An Analysis of the 2021 NERC Annual Report & Planning for a Secure Future

The North American Electric Reliability Corporation ensures the security of assets required for operating North America’s electric system, and demonstrates a standard of excellence within the critical infrastructure sectors. In conjunction with its requirements, the Electricity Information Sharing, and Analysis Center (E-ISAC) is another sign of cybersecurity maturity – validating the importance of cybersecurity to NERC. NERC ‘s 2021 Annual Report, released in February, drew attention to supply chain vulnerabilities, ransomware, and CIP to outline the reality of an increased attack service that comes with digital transformation in the energy industry.

Reliability also matters to NERC, so much so that there is an Electric Reliability Organization (ERO) Enterprise team, comprised of NERC and its Regional Entities. And while reliability encompasses a lot of topics, such as severe weather, cybersecurity plays a major role. The 2015 cyberattack on Ukraine’s power grid is at the forefront of everyone’s mind with the ongoing conflicts with Russia.
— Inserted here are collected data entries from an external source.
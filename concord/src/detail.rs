//! Per-pair detail table.
//!
//! One row per phrase-level pair. The hidden `ref` and `hyp` columns carry
//! a record of each side; every visible column after `type` is computed
//! from them.

use crate::error::Result;
use crate::record::{DocPair, PairRecord, PairSide, Side};
use crate::rows::RowArena;
use crate::table::cell::CellValue;
use crate::table::{CellFormat, Column, ScoreTable};
use std::collections::BTreeMap;
use std::sync::Arc;

fn field(name: &'static str) -> impl Fn(&[Option<&CellValue>]) -> Option<CellValue> + Send + Sync {
    move |inputs| inputs.first().copied().flatten().and_then(|r| r.field(name)).cloned()
}

/// Detail table with its fixed columns plus a `ref <dim>`/`hyp <dim>` pair
/// for each listed dimension, in order.
pub fn detail_table(dimensions: &[String]) -> Result<ScoreTable> {
    let mut columns = vec![
        Column::literal("file"),
        Column::literal("type"),
        Column::fake("ref"),
        Column::fake("hyp"),
    ];
    for (side, key) in [
        (Side::Ref, "id"),
        (Side::Hyp, "id"),
        (Side::Ref, "description"),
        (Side::Hyp, "description"),
        (Side::Ref, "label"),
        (Side::Hyp, "label"),
        (Side::Ref, "start"),
        (Side::Ref, "end"),
        (Side::Hyp, "start"),
        (Side::Hyp, "end"),
    ] {
        let p = side.prefix();
        columns.push(Column::computed(format!("{}{}", p, key), &[p], field(key)));
    }
    let mut table = ScoreTable::new(columns, Arc::new(RowArena::default()));
    let mut after = "hypend".to_string();
    for dim in dimensions {
        for side in [Side::Ref, Side::Hyp] {
            let p = side.prefix();
            let name = format!("{} {}", p, dim);
            let dim = dim.clone();
            let col = Column::computed(name.clone(), &[p], move |inputs| {
                inputs
                    .first()
                    .copied()
                    .flatten()
                    .and_then(|r| r.field("attrs"))
                    .and_then(|a| a.field(&dim))
                    .cloned()
            });
            table.add_column(col, Some(&after))?;
            after = name;
        }
    }
    for side in [Side::Ref, Side::Hyp] {
        let p = side.prefix();
        let col = Column::computed(format!("{}content", p), &[p], field("content"))
            .with_format(CellFormat::Quoted);
        table.add_column(col, None)?;
    }
    Ok(table)
}

fn side_record(docs: DocPair<'_>, side: Side, ps: &PairSide) -> Option<CellValue> {
    let ann = docs.doc(side).get(ps.ann)?;
    let mut fields = BTreeMap::new();
    fields.insert(
        "id".to_string(),
        CellValue::from(ann.external_id.clone().unwrap_or_default()),
    );
    fields.insert("description".to_string(), CellValue::from(ann.describe()));
    fields.insert("label".to_string(), CellValue::from(ps.label.as_str()));
    if let Some(span) = ann.span {
        fields.insert("start".to_string(), CellValue::Int(span.start as i64));
        fields.insert("end".to_string(), CellValue::Int(span.end as i64));
        fields.insert(
            "content".to_string(),
            CellValue::from(docs.doc(side).slice(span)),
        );
    }
    let attrs = ann
        .attrs
        .iter()
        .map(|(k, v)| (k.clone(), CellValue::from(v.to_string())))
        .collect();
    fields.insert("attrs".to_string(), CellValue::Record(attrs));
    Some(CellValue::Record(fields))
}

/// Append one row per pair record of a document pair.
pub fn add_pairs(
    table: &mut ScoreTable,
    file: &str,
    docs: DocPair<'_>,
    pairs: &[PairRecord],
) -> Result<()> {
    for pair in pairs {
        let mut values = BTreeMap::new();
        values.insert("file".to_string(), CellValue::from(file));
        values.insert("type".to_string(), CellValue::from(pair.type_name()));
        for (side, ps) in [(Side::Ref, &pair.reference), (Side::Hyp, &pair.hypothesis)] {
            if let Some(record) = ps.as_ref().and_then(|ps| side_record(docs, side, ps)) {
                values.insert(side.prefix().to_string(), record);
            }
        }
        table.add_row(values, None)?;
    }
    Ok(())
}
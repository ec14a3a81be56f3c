//! File and corpus aggregation of accumulator rows.
//!
//! Leaves count one label (and one decomposition subset) in one file.
//! [`build_file_aggregates`] sums them per file into aggregation rows;
//! [`CorpusAggregate`] then sums every `(tag, subset)` across files.

use crate::bootstrap::{BootstrapConfig, Bootstrapper, CancelToken};
use crate::error::{Error, Result};
use crate::rows::{RowArena, RowId, RowKind, ScoreRow};
use std::collections::{BTreeMap, BTreeSet};

/// The aggregation over every label.
pub const ALL: &str = "<all>";
/// The undecomposed subset.
pub const NONE: &str = "<none>";

/// `(tag, subset)`.
pub type RowKey = (String, String);

/// Decomposition subsets seen for one label.
#[derive(Debug, Clone, Default, PartialEq, Eq)]
pub struct SubsetKinds {
    /// Attribute decomposition values, e.g. `type=PER`.
    pub attrs: BTreeSet<String>,
    /// Partition values, e.g. `length=short`.
    pub partitions: BTreeSet<String>,
}

impl SubsetKinds {
    /// True when nothing was decomposed.
    #[must_use]
    pub fn is_empty(&self) -> bool {
        self.attrs.is_empty() && self.partitions.is_empty()
    }

    /// Union with another label's subsets. A value that is an attribute
    /// subset on one side and a partition subset on the other is an error.
    pub fn merge(&mut self, other: &SubsetKinds, aggregate: &str) -> Result<()> {
        let attrs: BTreeSet<&String> = self.attrs.iter().chain(&other.attrs).collect();
        let partitions: BTreeSet<&String> =
            self.partitions.iter().chain(&other.partitions).collect();
        if let Some(clash) = attrs.intersection(&partitions).next() {
            return Err(Error::score_table(format!(
                "subset '{}' of aggregate '{}' is both an attribute and a partition decomposition",
                clash, aggregate
            )));
        }
        self.attrs.extend(other.attrs.iter().cloned());
        self.partitions.extend(other.partitions.iter().cloned());
        Ok(())
    }

    /// `<none>`, then attribute subsets, then partition subsets.
    pub fn ordered(&self) -> impl Iterator<Item = &str> {
        std::iter::once(NONE)
            .chain(self.attrs.iter().map(String::as_str))
            .chain(self.partitions.iter().map(String::as_str))
    }
}

/// A named group of labels summed together.
#[derive(Debug, Clone, PartialEq, Eq)]
pub struct TagAggregation {
    /// Row tag.
    pub name: String,
    /// Member labels.
    pub labels: Vec<String>,
}

/// Rows of one file.
#[derive(Debug, Clone)]
pub struct FileRows {
    /// File basename.
    pub file: String,
    /// Leaves and aggregation rows, by `(tag, subset)`.
    pub rows: BTreeMap<RowKey, RowId>,
    /// The file's `<all>/<none>` row.
    pub all: RowId,
}

/// Add the aggregation rows of one file. `<all>` is added after
/// `aggregations`. An aggregation gets one row per subset found among its
/// members' leaves; `<all>/<none>` always exists.
pub fn build_file_aggregates(
    arena: &mut RowArena,
    file: &str,
    test_toks: u64,
    leaves: &BTreeMap<RowKey, RowId>,
    aggregations: &[TagAggregation],
    kinds: &BTreeMap<String, SubsetKinds>,
) -> Result<FileRows> {
    let all_labels: Vec<String> = leaves
        .keys()
        .map(|(tag, _)| tag.clone())
        .collect::<BTreeSet<_>>()
        .into_iter()
        .collect();
    let everything = TagAggregation {
        name: ALL.to_string(),
        labels: all_labels,
    };

    let mut rows = leaves.clone();
    let mut all = None;
    for agg in aggregations.iter().chain(std::iter::once(&everything)) {
        let mut merged = SubsetKinds::default();
        for label in &agg.labels {
            if let Some(k) = kinds.get(label) {
                merged.merge(k, &agg.name)?;
            }
        }
        let mut by_subset: BTreeMap<&str, Vec<RowId>> = BTreeMap::new();
        for ((tag, subset), &id) in leaves {
            if agg.labels.contains(tag) {
                by_subset.entry(subset.as_str()).or_default().push(id);
            }
        }
        if agg.name == ALL {
            by_subset.entry(NONE).or_default();
        }
        for (subset, children) in by_subset {
            let mut row = ScoreRow::new(RowKind::FileAggregate, file, &agg.name, subset, test_toks);
            row.children = children;
            let id = arena.push(row);
            if agg.name == ALL && subset == NONE {
                all = Some(id);
            }
            rows.insert((agg.name.clone(), subset.to_string()), id);
        }
    }
    let all = all.ok_or_else(|| Error::score_table(format!("no <all> row for file {}", file)))?;
    Ok(FileRows {
        file: file.to_string(),
        rows,
        all,
    })
}

/// Tag aggregate rows over every file.
#[derive(Debug, Clone)]
pub struct CorpusAggregate {
    rows: BTreeMap<RowKey, RowId>,
    members: BTreeMap<RowKey, Vec<(usize, RowId)>>,
    file_totals: Vec<RowId>,
    bootstrap: Option<Bootstrapper>,
}

impl CorpusAggregate {
    /// Group every file row by `(tag, subset)` and add one tag aggregate
    /// row per group.
    pub fn new(arena: &mut RowArena, files: &[FileRows]) -> Self {
        let mut members: BTreeMap<RowKey, Vec<(usize, RowId)>> = BTreeMap::new();
        for (i, f) in files.iter().enumerate() {
            for (key, &id) in &f.rows {
                let group = members.entry(key.clone()).or_default();
                if !group.iter().any(|&(_, seen)| seen == id) {
                    group.push((i, id));
                }
            }
        }
        members
            .entry((ALL.to_string(), NONE.to_string()))
            .or_default();
        let file_totals: Vec<RowId> = files.iter().map(|f| f.all).collect();

        let mut rows = BTreeMap::new();
        for ((tag, subset), group) in &members {
            let mut row = ScoreRow::new(RowKind::TagAggregate, ALL, tag, subset, 0);
            row.children = group.iter().map(|&(_, id)| id).collect();
            row.total_toks = file_totals.clone();
            rows.insert((tag.clone(), subset.clone()), arena.push(row));
        }
        log::debug!(
            "corpus aggregate: {} keys over {} files",
            rows.len(),
            files.len()
        );
        Self {
            rows,
            members,
            file_totals,
            bootstrap: None,
        }
    }

    /// Tag aggregate row of a key.
    #[must_use]
    pub fn row(&self, tag: &str, subset: &str) -> Option<RowId> {
        self.rows.get(&(tag.to_string(), subset.to_string())).copied()
    }

    /// All tag aggregate rows.
    #[must_use]
    pub fn rows(&self) -> &BTreeMap<RowKey, RowId> {
        &self.rows
    }

    /// Per key, the contributing `(file index, row)` pairs.
    #[must_use]
    pub fn members(&self) -> &BTreeMap<RowKey, Vec<(usize, RowId)>> {
        &self.members
    }

    /// Each file's `<all>/<none>` row, in file order.
    #[must_use]
    pub fn file_totals(&self) -> &[RowId] {
        &self.file_totals
    }

    /// Run the bootstrap on first use and copy its statistics into the tag
    /// aggregate rows.
    pub fn bootstrap(
        &mut self,
        arena: &mut RowArena,
        config: &BootstrapConfig,
        cancel: &CancelToken,
    ) -> Result<&Bootstrapper> {
        if self.bootstrap.is_none() {
            let boot = Bootstrapper::run(arena, self, config, cancel)?;
            for (key, &id) in &self.rows {
                let row = arena.get_mut(id);
                for metric in boot.metrics() {
                    if let Some(stats) = boot.value(metric, &key.0, &key.1) {
                        row.stats.insert(metric.to_string(), stats);
                    }
                }
            }
            self.bootstrap = Some(boot);
        }
        self.bootstrap
            .as_ref()
            .ok_or_else(|| Error::score_table("bootstrap unavailable"))
    }
}

#[cfg(test)]
mod tests {
    use super::*;
    use crate::rows::{MATCH, MISSING, TEST_TOKS};

    fn key(t: &str, s: &str) -> RowKey {
        (t.to_string(), s.to_string())
    }

    fn file(arena: &mut RowArena, name: &str, toks: u64, rows: &[(&str, &str, u64)]) -> BTreeMap<RowKey, RowId> {
        rows.iter()
            .map(|(tag, subset, matched)| {
                let mut row = ScoreRow::leaf(name, *tag, *subset, toks);
                row.incr(MATCH, *matched);
                row.incr(MISSING, 1);
                (key(tag, subset), arena.push(row))
            })
            .collect()
    }

    #[test]
    fn test_file_aggregates() {
        let mut arena = RowArena::new(true);
        let leaves = file(
            &mut arena,
            "a",
            20,
            &[("PER", NONE, 2), ("PER", "type=x", 2), ("ORG", NONE, 1)],
        );
        let aggs = vec![TagAggregation {
            name: "names".into(),
            labels: vec!["PER".into()],
        }];
        let f = build_file_aggregates(&mut arena, "a", 20, &leaves, &aggs, &BTreeMap::new()).unwrap();
        let all = f.rows[&key(ALL, NONE)];
        assert_eq!(all, f.all);
        assert_eq!(arena.value(all, MATCH), 3.0);
        assert_eq!(arena.value(all, TEST_TOKS), 20.0);
        assert_eq!(arena.value(f.rows[&key("names", "type=x")], MATCH), 2.0);
        assert!(f.rows.contains_key(&key(ALL, "type=x")));
    }

    #[test]
    fn test_empty_file_still_has_all_row() {
        let mut arena = RowArena::new(true);
        let f = build_file_aggregates(&mut arena, "e", 7, &BTreeMap::new(), &[], &BTreeMap::new())
            .unwrap();
        assert_eq!(arena.value(f.all, TEST_TOKS), 7.0);
        assert_eq!(arena.value(f.all, "tag_sensitive_accuracy"), 1.0);
    }

    #[test]
    fn test_subset_kind_conflict() {
        let mut kinds = BTreeMap::new();
        let mut a = SubsetKinds::default();
        a.attrs.insert("x=1".into());
        let mut b = SubsetKinds::default();
        b.partitions.insert("x=1".into());
        kinds.insert("A".to_string(), a);
        kinds.insert("B".to_string(), b);
        let mut arena = RowArena::new(false);
        let leaves = file(&mut arena, "f", 1, &[("A", NONE, 1), ("B", NONE, 1)]);
        let err = build_file_aggregates(&mut arena, "f", 1, &leaves, &[], &kinds).unwrap_err();
        assert!(err.to_string().contains("x=1"));
    }

    #[test]
    fn test_corpus_sums_files() {
        let mut arena = RowArena::new(true);
        let la = file(&mut arena, "a", 10, &[("PER", NONE, 2)]);
        let lb = file(&mut arena, "b", 30, &[("PER", NONE, 1), ("ORG", NONE, 4)]);
        let fa = build_file_aggregates(&mut arena, "a", 10, &la, &[], &BTreeMap::new()).unwrap();
        let fb = build_file_aggregates(&mut arena, "b", 30, &lb, &[], &BTreeMap::new()).unwrap();
        let corpus = CorpusAggregate::new(&mut arena, &[fa, fb]);
        let per = corpus.row("PER", NONE).unwrap();
        assert_eq!(arena.value(per, MATCH), 3.0);
        assert_eq!(arena.value(per, TEST_TOKS), 40.0);
        let all = corpus.row(ALL, NONE).unwrap();
        assert_eq!(arena.value(all, MATCH), 7.0);
        assert_eq!(arena.value(all, MISSING), 3.0);
        assert!(corpus.row("ORG", "type=x").is_none());
    }

    #[test]
    fn test_corpus_without_files() {
        let mut arena = RowArena::new(false);
        let corpus = CorpusAggregate::new(&mut arena, &[]);
        let all = corpus.row(ALL, NONE).unwrap();
        assert_eq!(arena.value(all, TEST_TOKS), 0.0);
        assert_eq!(arena.value(all, "precision"), 1.0);
    }
}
These cybersecurity concerns are not without merit. The Biden Administration sanctioned Russia for its involvement in the SolarWinds’ supply chain hack, which enabled hackers to gain remote access and impact nine federal agencies and about 100 private-sector SolarWinds customers. NERC reports that the E-ISAC worked closely with various government agencies and formed a tiger team to coordinate an industry response to the attack. More recently, the Log4J vulnerability has reignited concerns about third-party risk.

Russia has also been viewed as a safe haven for ransomware attacks, which have reached record-breaking levels during the past two years. The Colonial Pipeline attack and its associated shutdown hit particularly close to home for the electrical sector, and NERC is urging a continued focus on improving defenses through increased information sharing through the E-ISAC.

Powering Up Security with Information Sharing, Analysis and Engagement

According to NERC, the three pillars of E-ISAC’s Long-Term Strategic Plan are information sharing, analysis, and engagement. These principles are intended for information sharing throughout the industry, but they must begin internally. Developing a security operations center (SOC) and an incident response (IR) team go a long way toward improving cybersecurity maturity, but the most advanced organizations are turning toward tools that can help automate and orchestrate as many of the manual processes involved.

NERC has also approved three new CIP requirements, collectively known as the Supply Chain Standards, which go into effect on October 1, 2022. Managing these regulations can be challenging, as Operational Technology (OT) environments add complexity to traditional IT environments because OT environments are typically isolated from IT systems. Even air-gapped networks are vulnerable to the direct physical access that IT and OT teams, engineers and contractors require to operate, maintain, update, audit, and manage these systems with portable media. While challenging, a response to these scenarios may be deploying a physical appliance, such as OPSWAT’s MetaDefender Kiosk, to scan portable devices and removable media for cybersecurity risks before entering high-security facilities.

As the government places an enhanced focus on cybersecurity and critical infrastructure protection, it seems that NERC is a step ahead of many other critical infrastructure sectors. As Zero Trust enters the national conversation about cybersecurity, it is important to begin with a foundation of visibility, analytics, automation, and orchestration.